O homem passeia pelas ruas de Copacabana, olhando cuidadosamente para os edifícios. Ele não avalia beleza arquitetônica, mas busca algum lugar de onde poderia se jogar. “Os melhores prédios são os antigos, sem janelas lacradas de vidro fumê e longe das vias principais”, reflete Joel Nascimento logo nas linhas iniciais de Chuva de Papel (Companhia das Letras), novo romance de Martha Batalha.
É um começo impactante que dá o tom à obra, desde já figurando na lista dos melhores lançamentos do ano graças a uma prosa precisa e bem-humorada, que retrata a trajetória de Joel, repórter policial aposentado, um homem com mais de 70 anos, barrigudo, decadente, endividado (sofre para pagar pensão de filho e aluguel de quarto na Lapa), dono de apenas um bem (um abajur) e, por tudo isso, com o único propósito, naquele momento, de dar cabo da própria vida.
“Meu ponto de partida era responder a uma pergunta: como é possível viver em uma cidade que continuamente te desafia e te choca?”, comenta Martha. “Por isso, eu estava menos interessada na ação e mais no mundo interior dos personagens.” Ou seja, como jornalista que cobriu crimes e tragédias, Joel conviveu com o chamado mundo cão, o lado B do Rio de Janeiro que é escondido dos turistas e ignorado pelos mais abonados.
DOR. Ao lidar com tantos relatos de dor, ele viu seus sentimentos endurecerem a fim de suportar aquele submundo que alimentava os jornais sensacionalistas nos quais trabalhou.
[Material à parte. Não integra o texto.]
//! Loop configuration and autonomy types.

use serde::{Deserialize, Serialize};
use std::time::Duration;

/// Immutable, caller-supplied limits for one loop invocation.
#[derive(Debug, Clone, PartialEq, Serialize, Deserialize)]
pub struct LoopConfig {
    /// Hard cap on model turns
    #[serde(default = "default_max_iterations")]
    pub max_iterations: u32,

    /// Tool calls executed per model turn; extra calls are deferred
    #[serde(default = "default_max_tool_calls_per_iteration")]
    pub max_tool_calls_per_iteration: usize,

    /// Require a second text-only reply before accepting an answer
    #[serde(default = "default_true")]
    pub enable_double_confirmation: bool,

    /// Consecutive tool failures that end the loop
    #[serde(default = "default_error_threshold")]
    pub error_threshold: u32,

    /// Per tool call timeout
    #[serde(default = "default_tool_call_timeout_ms")]
    pub tool_call_timeout_ms: u64,

    /// Model requested from the client
    #[serde(default = "default_model")]
    pub model: String,

    #[serde(default = "default_temperature")]
    pub temperature: f32,

    #[serde(default, skip_serializing_if = "Option::is_none")]
    pub max_tokens: Option<u32>,
}

fn default_max_iterations() -> u32 {
    20
}
fn default_max_tool_calls_per_iteration() -> usize {
    5
}
fn default_true() -> bool {
    true
}
fn default_error_threshold() -> u32 {
    3
}
fn default_tool_call_timeout_ms() -> u64 {
    30_000
}
fn default_model() -> String {
    "default".into()
}
fn default_temperature() -> f32 {
    0.2
}

impl LoopConfig {
    pub fn tool_call_timeout(&self) -> Duration {
        Duration::from_millis(self.tool_call_timeout_ms)
    }

    pub fn with_max_iterations(mut self, max: u32) -> Self {
        self.max_iterations = max;
        self
    }

    pub fn with_max_tool_calls_per_iteration(mut self, max: usize) -> Self {
        self.max_tool_calls_per_iteration = max;
        self
    }

    pub fn with_double_confirmation(mut self, enabled: bool) -> Self {
        self.enable_double_confirmation = enabled;
        self
    }

    pub fn with_error_threshold(mut self, threshold: u32) -> Self {
        self.error_threshold = threshold;
        self
    }

    pub fn with_tool_call_timeout(mut self, timeout: Duration) -> Self {
        self.tool_call_timeout_ms = u64::try_from(timeout.as_millis()).unwrap_or(u64::MAX);
        self
    }

    pub fn with_model(mut self, model: impl Into<String>) -> Self {
        self.model = model.into();
        self
    }
}

impl Default for LoopConfig {
    fn default() -> Self {
        Self {
            max_iterations: default_max_iterations(),
            max_tool_calls_per_iteration: default_max_tool_calls_per_iteration(),
            enable_double_confirmation: true,
            error_threshold: default_error_threshold(),
            tool_call_timeout_ms: default_tool_call_timeout_ms(),
            model: default_model(),
            temperature: default_temperature(),
            max_tokens: None,
        }
    }
}

/// How much freedom the agent has to act.
#[derive(Debug, Clone, Copy, Default, PartialEq, Eq, Hash, Serialize, Deserialize)]
#[serde(rename_all = "snake_case")]
pub enum AutonomyLevel {
    /// Can only read, never execute
    ReadOnly,
    /// Must ask permission for destructive actions (default)
    #[default]
    Supervised,
    /// Full autonomy, executes everything
    Full,
}

impl std::fmt::Display for AutonomyLevel {
    fn fmt(&self, f: &mut std::fmt::Formatter<'_>) -> std::fmt::Result {
        match self {
            Self::ReadOnly => write!(f, "read_only"),
            Self::Supervised => write!(f, "supervised"),
            Self::Full => write!(f, "full"),
        }
    }
}

impl std::str::FromStr for AutonomyLevel {
    type Err = String;

    fn from_str(s: &str) -> Result<Self, Self::Err> {
        match s.trim().to_ascii_lowercase().as_str() {
            "read_only" | "readonly" => Ok(Self::ReadOnly),
            "supervised" => Ok(Self::Supervised),
            "full" => Ok(Self::Full),
            other => Err(format!("unknown autonomy level '{other}'")),
        }
    }
}

#[cfg(test)]
mod tests {
    use super::*;

    #[test]
    fn autonomy_defaults_to_supervised() {
        assert_eq!(AutonomyLevel::default(), AutonomyLevel::Supervised);
    }

    #[test]
    fn loop_config_defaults() {
        let config = LoopConfig::default();
        assert_eq!(config.max_iterations, 20);
        assert_eq!(config.max_tool_calls_per_iteration, 5);
        assert!(config.enable_double_confirmation);
        assert_eq!(config.error_threshold, 3);
        assert_eq!(config.tool_call_timeout(), Duration::from_secs(30));
    }

    #[test]
    fn loop_config_deserializes_partial() {
        let config: LoopConfig = serde_json::from_str(r#"{"max_iterations": 4}"#).unwrap();
        assert_eq!(config.max_iterations, 4);
        assert_eq!(config.error_threshold, 3);
    }

    #[test]
    fn autonomy_parses_from_str() {
        assert_eq!("read_only".parse::<AutonomyLevel>(), Ok(AutonomyLevel::ReadOnly));
        assert_eq!("FULL".parse::<AutonomyLevel>(), Ok(AutonomyLevel::Full));
        assert!("reckless".parse::<AutonomyLevel>().is_err());
    }
}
Ao mesmo tempo, despertou nele a desesperada necessidade humana de colocar ordem no caos, para dar sentido a um universo violento e irracional. “Em seu ofício, ele lidou com os piores momentos da vida humana”, conta Martha que, como repórter, trabalhou com profissionais que a ajudaram a traçar o perfil e a narrar a rotina de Joel – nomes como Luarlindo Ernesto e Antonio Werneck, que foram testemunhas factuais e sentimentais da cidade.
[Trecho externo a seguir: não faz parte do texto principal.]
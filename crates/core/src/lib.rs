//! # toolloop core
//!
//! Domain types, collaborator traits, and error definitions for the toolloop
//! tool-use execution loop. The loop itself lives in `toolloop-agent`; this
//! crate defines the contracts it consumes.
//!
//! ## Design Philosophy
//!
//! Every collaborator is a trait here and is injected into the loop, never
//! looked up from global state. Optional collaborators (budget, observation,
//! trace) ship with a no-op implementation so call sites never branch on
//! "is it present". This enables:
//! - Deterministic tests with scripted fakes
//! - Swapping governance, budget and trace backends via configuration
//! - Clean dependency graph (all crates depend inward on core)

pub mod agent;
pub mod budget;
pub mod context;
pub mod error;
pub mod event;
pub mod governance;
pub mod message;
pub mod provider;
pub mod tool;
pub mod trace;
pub mod transcript;

// Re-export key types at crate root for ergonomics
pub use agent::{AutonomyLevel, LoopConfig};
pub use budget::{BudgetDecision, BudgetTracker, NoBudget};
pub use context::{AllowListResolver, ContextResolver, ExecutionContext, PassThroughResolver};
pub use error::{Error, ProviderError, Result, ToolError, TranscriptError};
pub use event::{NoObserver, Observation, ObservationBus, ObservationKind, ObservationSink};
pub use governance::{Authorization, GovernanceGate};
pub use message::{Message, Role, ToolCallRequest};
pub use provider::{FinishReason, ModelClient, ModelRequest, ModelResponse, ToolDefinition, Usage};
pub use tool::{Tool, ToolExecutor, ToolOutcome, ToolRegistry};
pub use trace::{ActionRecord, ActionStatus, NoTrace, TraceSink};
pub use transcript::Transcript;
“No jornalismo, é possível ouvir as melhores histórias humanas, ou seja, uma fartura para um escritor. Além disso, como repórter, descobri o outro lado da cidade, o que me permitiu desenvolver a empatia pelo outro, algo que utilizo na ficção, quando entro na cabeça dos personagens”, diz Martha, autora também de A Vida Invisível de Eurídice Gusmão (2016), livro que inspirou o filme A Vida Invisível, de Karim Aïnouz.
É o que o leitor descobre quando Joel fracassa pateticamente na sua tentativa de suicídio. Depois de hospitalizado, vai morar de favor na casa da tia de um colega de redação, que aguarda a chegada de um jornalista famoso, mas recebe um homem com alma frágil e feridas não cicatrizadas. Mas é justamente essa mulher, Glória, que vai promover uma virada na vida de Joel.
Com a pandemia, são obrigados a conviver confinados em um apartamento de fundos do primeiro andar de um prédio de pastilhas amarelas no bairro da Tijuca. Dos embates entre os dois, Glória passa a ganhar terreno no romance, especialmente por seu humor ácido que compete e é derrotado por uma profunda bondade.
“Nessa segunda parte do livro, Glória ganha projeção porque Joel descobre que ela não era a pessoa que ele julgava ser”, comenta a autora. “Graças a seus preconceitos, ele via uma mulher marcada por vários estereótipos, mandona e limitada, longe da realidade.”
E a descoberta vem por meio de manuscritos de um livro autobiográfico que Glória escreveu ao longo dos anos e, apesar de ter a garantia de publicação, insistiu em manter guardado. “A leitura surpreende Joel com o surgimento de uma mulher que viveu o feminismo possível em seu tempo, várias camadas de emancipação de alguém que nunca abandonou o afeto, mas que sempre precisou brigar para sobreviver.”
Assim, se a primeira parte oferece o lado B do Rio de Janeiro, na segunda o leitor descobre um outro lado B, o de uma mulher convalescente de uma trajetória marcada por provações, mas também um espírito fecundo, que acredita no futuro.